**EXERCISE:**
A verbatim copy of the listing is the expected output.

**EXERCISE MATERIALS:**
* * * * *

//! Request-scoped push state
//!
//! One [`PushContext`] is created per client request and shared, by
//! reference, with every sub-request pushed on its behalf. Nested preloads
//! therefore draw from the same budget and the same deduplication set.

use std::sync::Arc;

use super::budget::PushBudget;
use super::pushed_set::PushedSet;
use crate::telemetry::PushStats;

#[derive(Debug)]
pub struct PushContext {
    budget: PushBudget,
    pushed: PushedSet,
    max_depth: Option<usize>,
    stats: Arc<PushStats>,
}

impl PushContext {
    #[must_use]
    pub fn new(max_pushes: i64, max_depth: Option<usize>, stats: Arc<PushStats>) -> Self {
        Self {
            budget: PushBudget::new(max_pushes),
            pushed: PushedSet::new(),
            max_depth,
            stats,
        }
    }

    /// Context with an unlimited budget, no depth limit and private statistics
    #[must_use]
    pub fn unlimited() -> Self {
        Self::new(super::budget::UNLIMITED, None, Arc::new(PushStats::default()))
    }

    #[inline]
    #[must_use]
    pub fn budget(&self) -> &PushBudget {
        &self.budget
    }

    #[inline]
    #[must_use]
    pub fn pushed(&self) -> &PushedSet {
        &self.pushed
    }

    #[inline]
    #[must_use]
    pub fn stats(&self) -> &PushStats {
        &self.stats
    }

    /// Whether a sub-request at `depth` may push further resources
    ///
    /// The client request is depth 0, a resource it pushes is depth 1.
    #[inline]
    #[must_use]
    pub fn allows_depth(&self, depth: usize) -> bool {
        self.max_depth.is_none_or(|max| depth < max)
    }
}
//! Decoding and encoding of upstream JSON bodies
//!
//! The body is decoded once per request and shared read-only by the matcher,
//! the relation resolvers and the projector.

use serde_json::Value;

use crate::error::{EngineError, EngineResult};

/// Decode an upstream body into a JSON tree
pub fn decode(body: &[u8]) -> EngineResult<Value> {
    serde_json::from_slice(body).map_err(EngineError::Decode)
}

/// Serialize a JSON tree back to the compact encoding
pub fn encode(document: &Value) -> EngineResult<Vec<u8>> {
    serde_json::to_vec(document).map_err(EngineError::Encode)
}

/// Whether a `Content-Type` value denotes a JSON body this engine can process
///
/// Accepts `application/json`, `application/ld+json` and any other
/// `+json` structured syntax suffix, ignoring parameters and case.
#[must_use]
pub fn is_json(content_type: &str) -> bool {
    let essence = content_type
        .split(';')
        .next()
        .unwrap_or_default()
        .trim()
        .to_ascii_lowercase();

    essence == "application/json" || essence.ends_with("+json")
}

* * * * *

**PROBLEM SOLUTION:**
//! Request-scoped push state
//!
//! One [`PushContext`] is created per client request and shared, by
//! reference, with every sub-request pushed on its behalf. Nested preloads
//! therefore draw from the same budget and the same deduplication set.

use std::sync::Arc;

use super::budget::PushBudget;
use super::pushed_set::PushedSet;
use crate::telemetry::PushStats;

#[derive(Debug)]
pub struct PushContext {
    budget: PushBudget,
    pushed: PushedSet,
    max_depth: Option<usize>,
    stats: Arc<PushStats>,
}

impl PushContext {
    #[must_use]
    pub fn new(max_pushes: i64, max_depth: Option<usize>, stats: Arc<PushStats>) -> Self {
        Self {
            budget: PushBudget::new(max_pushes),
            pushed: PushedSet::new(),
            max_depth,
            stats,
        }
    }

    /// Context with an unlimited budget, no depth limit and private statistics
    #[must_use]
    pub fn unlimited() -> Self {
        Self::new(super::budget::UNLIMITED, None, Arc::new(PushStats::default()))
    }

    #[inline]
    #[must_use]
    pub fn budget(&self) -> &PushBudget {
        &self.budget
    }

    #[inline]
    #[must_use]
    pub fn pushed(&self) -> &PushedSet {
        &self.pushed
    }

    #[inline]
    #[must_use]
    pub fn stats(&self) -> &PushStats {
        &self.stats
    }

    /// Whether a sub-request at `depth` may push further resources
    ///
    /// The client request is depth 0, a resource it pushes is depth 1.
    #[inline]
    #[must_use]
    pub fn allows_depth(&self, depth: usize) -> bool {
        self.max_depth.is_none_or(|max| depth < max)
    }
}
//! Decoding and encoding of upstream JSON bodies
//!
//! The body is decoded once per request and shared read-only by the matcher,
//! the relation resolvers and the projector.

use serde_json::Value;

use crate::error::{EngineError, EngineResult};

/// Decode an upstream body into a JSON tree
pub fn decode(body: &[u8]) -> EngineResult<Value> {
    serde_json::from_slice(body).map_err(EngineError::Decode)
}

/// Serialize a JSON tree back to the compact encoding
pub fn encode(document: &Value) -> EngineResult<Vec<u8>> {
    serde_json::to_vec(document).map_err(EngineError::Encode)
}

/// Whether a `Content-Type` value denotes a JSON body this engine can process
///
/// Accepts `application/json`, `application/ld+json` and any other
/// `+json` structured syntax suffix, ignoring parameters and case.
#[must_use]
pub fn is_json(content_type: &str) -> bool {
    let essence = content_type
        .split(';')
        .next()
        .unwrap_or_default()
        .trim()
        .to_ascii_lowercase();

    essence == "application/json" || essence.ends_with("+json")
}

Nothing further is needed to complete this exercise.